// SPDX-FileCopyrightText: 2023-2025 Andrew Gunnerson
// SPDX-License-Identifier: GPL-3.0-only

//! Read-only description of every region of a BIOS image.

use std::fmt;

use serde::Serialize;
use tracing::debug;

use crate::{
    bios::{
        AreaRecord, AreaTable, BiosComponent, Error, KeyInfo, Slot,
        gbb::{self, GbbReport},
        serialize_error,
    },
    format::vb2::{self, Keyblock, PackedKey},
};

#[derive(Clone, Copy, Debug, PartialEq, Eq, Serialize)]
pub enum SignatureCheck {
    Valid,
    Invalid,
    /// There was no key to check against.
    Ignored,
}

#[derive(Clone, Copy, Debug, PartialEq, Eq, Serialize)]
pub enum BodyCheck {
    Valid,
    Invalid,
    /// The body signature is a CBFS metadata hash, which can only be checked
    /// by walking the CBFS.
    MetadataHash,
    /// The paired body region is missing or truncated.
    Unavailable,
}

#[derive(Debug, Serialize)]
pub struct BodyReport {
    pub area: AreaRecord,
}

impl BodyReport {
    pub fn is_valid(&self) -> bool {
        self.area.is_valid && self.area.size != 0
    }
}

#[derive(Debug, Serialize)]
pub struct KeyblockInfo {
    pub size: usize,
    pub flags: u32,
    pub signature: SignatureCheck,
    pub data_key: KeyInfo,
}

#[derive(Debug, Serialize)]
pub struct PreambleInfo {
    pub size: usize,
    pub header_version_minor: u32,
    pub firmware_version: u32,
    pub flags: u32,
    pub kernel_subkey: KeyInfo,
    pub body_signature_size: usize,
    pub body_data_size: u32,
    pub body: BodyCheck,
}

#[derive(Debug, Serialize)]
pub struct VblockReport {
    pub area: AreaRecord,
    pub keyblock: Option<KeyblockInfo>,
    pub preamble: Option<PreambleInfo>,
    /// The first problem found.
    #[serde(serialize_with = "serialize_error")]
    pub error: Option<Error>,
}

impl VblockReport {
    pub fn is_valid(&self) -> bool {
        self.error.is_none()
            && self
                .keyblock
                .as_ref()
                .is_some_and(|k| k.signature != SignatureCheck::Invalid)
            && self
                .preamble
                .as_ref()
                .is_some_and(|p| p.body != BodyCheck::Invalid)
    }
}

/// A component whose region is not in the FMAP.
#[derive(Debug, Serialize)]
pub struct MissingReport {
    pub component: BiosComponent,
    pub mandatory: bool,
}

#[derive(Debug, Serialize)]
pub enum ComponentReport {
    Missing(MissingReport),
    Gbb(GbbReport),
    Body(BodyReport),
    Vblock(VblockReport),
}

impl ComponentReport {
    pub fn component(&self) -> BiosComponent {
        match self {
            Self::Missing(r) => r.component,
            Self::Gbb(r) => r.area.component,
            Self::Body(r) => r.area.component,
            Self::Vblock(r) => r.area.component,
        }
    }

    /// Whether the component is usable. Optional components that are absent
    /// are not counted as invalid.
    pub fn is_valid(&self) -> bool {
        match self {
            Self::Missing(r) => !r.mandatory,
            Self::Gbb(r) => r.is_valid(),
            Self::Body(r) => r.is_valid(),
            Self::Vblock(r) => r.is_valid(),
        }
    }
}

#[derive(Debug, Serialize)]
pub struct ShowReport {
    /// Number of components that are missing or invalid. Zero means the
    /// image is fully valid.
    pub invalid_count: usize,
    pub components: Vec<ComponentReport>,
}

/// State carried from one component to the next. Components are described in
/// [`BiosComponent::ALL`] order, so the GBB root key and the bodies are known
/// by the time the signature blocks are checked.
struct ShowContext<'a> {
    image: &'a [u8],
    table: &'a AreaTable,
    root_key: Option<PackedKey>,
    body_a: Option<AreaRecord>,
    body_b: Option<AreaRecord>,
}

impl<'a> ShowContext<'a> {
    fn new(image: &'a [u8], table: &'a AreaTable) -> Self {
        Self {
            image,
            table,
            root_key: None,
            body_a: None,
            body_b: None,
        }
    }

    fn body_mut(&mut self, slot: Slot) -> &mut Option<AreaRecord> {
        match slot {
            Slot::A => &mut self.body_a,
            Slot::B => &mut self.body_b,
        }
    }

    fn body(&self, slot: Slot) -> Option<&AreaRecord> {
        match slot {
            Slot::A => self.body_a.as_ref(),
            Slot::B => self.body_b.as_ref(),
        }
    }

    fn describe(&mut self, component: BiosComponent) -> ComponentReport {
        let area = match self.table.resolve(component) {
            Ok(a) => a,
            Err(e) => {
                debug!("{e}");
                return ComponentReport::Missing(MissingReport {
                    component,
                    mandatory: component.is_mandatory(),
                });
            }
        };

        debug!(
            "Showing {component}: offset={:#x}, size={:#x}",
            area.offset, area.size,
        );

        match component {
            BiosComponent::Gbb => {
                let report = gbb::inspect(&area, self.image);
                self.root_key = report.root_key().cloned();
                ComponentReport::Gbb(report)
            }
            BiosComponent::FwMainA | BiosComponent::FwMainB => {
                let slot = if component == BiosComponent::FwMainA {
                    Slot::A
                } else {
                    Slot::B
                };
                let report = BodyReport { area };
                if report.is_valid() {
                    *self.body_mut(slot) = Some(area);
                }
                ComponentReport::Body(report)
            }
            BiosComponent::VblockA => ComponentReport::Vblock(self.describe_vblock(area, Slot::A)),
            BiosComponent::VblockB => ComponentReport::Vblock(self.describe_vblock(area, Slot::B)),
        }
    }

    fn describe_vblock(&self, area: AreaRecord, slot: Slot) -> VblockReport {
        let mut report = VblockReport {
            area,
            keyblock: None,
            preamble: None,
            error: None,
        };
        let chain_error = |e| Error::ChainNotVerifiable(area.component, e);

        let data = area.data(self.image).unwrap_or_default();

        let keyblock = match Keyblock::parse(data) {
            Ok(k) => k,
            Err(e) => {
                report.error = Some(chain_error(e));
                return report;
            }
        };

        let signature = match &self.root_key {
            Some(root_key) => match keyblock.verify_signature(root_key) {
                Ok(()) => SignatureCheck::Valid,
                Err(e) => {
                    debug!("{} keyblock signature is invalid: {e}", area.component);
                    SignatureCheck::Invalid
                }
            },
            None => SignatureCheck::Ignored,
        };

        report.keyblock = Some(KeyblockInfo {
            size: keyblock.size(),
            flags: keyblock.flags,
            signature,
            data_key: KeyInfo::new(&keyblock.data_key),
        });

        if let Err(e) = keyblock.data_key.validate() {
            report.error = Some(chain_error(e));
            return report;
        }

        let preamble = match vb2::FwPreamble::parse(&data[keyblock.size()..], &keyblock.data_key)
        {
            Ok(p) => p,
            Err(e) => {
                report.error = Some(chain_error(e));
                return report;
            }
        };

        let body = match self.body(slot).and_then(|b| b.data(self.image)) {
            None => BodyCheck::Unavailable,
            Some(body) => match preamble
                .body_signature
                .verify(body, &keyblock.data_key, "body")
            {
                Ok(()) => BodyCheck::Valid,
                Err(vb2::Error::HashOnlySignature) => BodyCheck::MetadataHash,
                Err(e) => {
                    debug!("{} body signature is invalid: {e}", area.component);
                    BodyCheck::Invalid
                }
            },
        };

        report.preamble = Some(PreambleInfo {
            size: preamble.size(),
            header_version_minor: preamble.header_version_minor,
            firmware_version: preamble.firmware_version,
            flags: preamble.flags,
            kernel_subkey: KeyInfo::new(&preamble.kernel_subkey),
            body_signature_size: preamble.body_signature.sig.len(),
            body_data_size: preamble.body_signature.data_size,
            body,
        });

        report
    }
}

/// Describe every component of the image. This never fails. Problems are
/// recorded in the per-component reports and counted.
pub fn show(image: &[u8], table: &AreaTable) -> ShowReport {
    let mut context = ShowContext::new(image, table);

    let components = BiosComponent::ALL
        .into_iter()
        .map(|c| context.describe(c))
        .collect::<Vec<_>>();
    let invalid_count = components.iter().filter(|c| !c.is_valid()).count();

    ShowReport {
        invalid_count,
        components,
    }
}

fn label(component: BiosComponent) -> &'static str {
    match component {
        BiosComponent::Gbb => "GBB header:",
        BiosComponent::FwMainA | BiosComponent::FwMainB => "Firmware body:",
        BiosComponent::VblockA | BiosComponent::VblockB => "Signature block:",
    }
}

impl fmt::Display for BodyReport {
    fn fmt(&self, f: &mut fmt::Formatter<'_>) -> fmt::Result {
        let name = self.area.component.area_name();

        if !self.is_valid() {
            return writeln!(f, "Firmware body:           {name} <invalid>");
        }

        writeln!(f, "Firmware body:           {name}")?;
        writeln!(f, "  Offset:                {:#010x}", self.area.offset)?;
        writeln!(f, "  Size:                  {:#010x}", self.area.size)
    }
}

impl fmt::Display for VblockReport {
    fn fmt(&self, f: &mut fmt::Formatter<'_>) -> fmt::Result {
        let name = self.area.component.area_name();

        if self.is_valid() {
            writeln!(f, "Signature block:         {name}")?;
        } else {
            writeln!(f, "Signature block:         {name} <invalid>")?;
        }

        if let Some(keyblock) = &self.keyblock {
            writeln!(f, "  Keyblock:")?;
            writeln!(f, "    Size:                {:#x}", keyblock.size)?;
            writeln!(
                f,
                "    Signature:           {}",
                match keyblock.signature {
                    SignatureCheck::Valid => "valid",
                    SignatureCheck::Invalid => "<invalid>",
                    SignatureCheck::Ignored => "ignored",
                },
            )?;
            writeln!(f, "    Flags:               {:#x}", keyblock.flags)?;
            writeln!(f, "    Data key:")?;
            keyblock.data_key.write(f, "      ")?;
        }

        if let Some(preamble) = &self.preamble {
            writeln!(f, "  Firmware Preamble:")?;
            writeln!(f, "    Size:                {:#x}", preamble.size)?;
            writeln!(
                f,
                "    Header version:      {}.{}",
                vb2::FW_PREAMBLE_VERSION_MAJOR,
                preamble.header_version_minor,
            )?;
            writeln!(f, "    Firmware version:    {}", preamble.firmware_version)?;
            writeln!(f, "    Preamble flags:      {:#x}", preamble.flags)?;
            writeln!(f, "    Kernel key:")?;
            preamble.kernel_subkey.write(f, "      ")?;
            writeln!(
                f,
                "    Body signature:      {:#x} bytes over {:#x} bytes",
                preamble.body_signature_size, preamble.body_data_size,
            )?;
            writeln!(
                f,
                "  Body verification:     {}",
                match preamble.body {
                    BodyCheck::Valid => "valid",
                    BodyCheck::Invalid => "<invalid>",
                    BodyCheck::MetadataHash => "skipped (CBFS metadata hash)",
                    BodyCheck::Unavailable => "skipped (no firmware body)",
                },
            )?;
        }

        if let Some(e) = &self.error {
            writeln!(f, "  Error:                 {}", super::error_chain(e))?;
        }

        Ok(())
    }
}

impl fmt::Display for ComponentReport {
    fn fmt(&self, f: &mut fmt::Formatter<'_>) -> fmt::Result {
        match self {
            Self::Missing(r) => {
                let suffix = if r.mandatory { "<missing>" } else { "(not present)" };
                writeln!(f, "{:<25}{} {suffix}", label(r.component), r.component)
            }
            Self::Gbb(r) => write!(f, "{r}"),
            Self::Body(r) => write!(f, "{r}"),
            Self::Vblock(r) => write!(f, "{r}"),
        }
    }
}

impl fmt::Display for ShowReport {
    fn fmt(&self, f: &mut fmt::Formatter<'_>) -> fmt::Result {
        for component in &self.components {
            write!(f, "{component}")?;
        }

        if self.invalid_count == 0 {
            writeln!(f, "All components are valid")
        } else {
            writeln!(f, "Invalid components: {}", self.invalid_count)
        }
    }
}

Work instructions - Using the listing above, show every line that includes the string "parse".

Response to the task -
        let keyblock = match Keyblock::parse(data) {
        let preamble = match vb2::FwPreamble::parse(&data[keyblock.size()..], &keyblock.data_key)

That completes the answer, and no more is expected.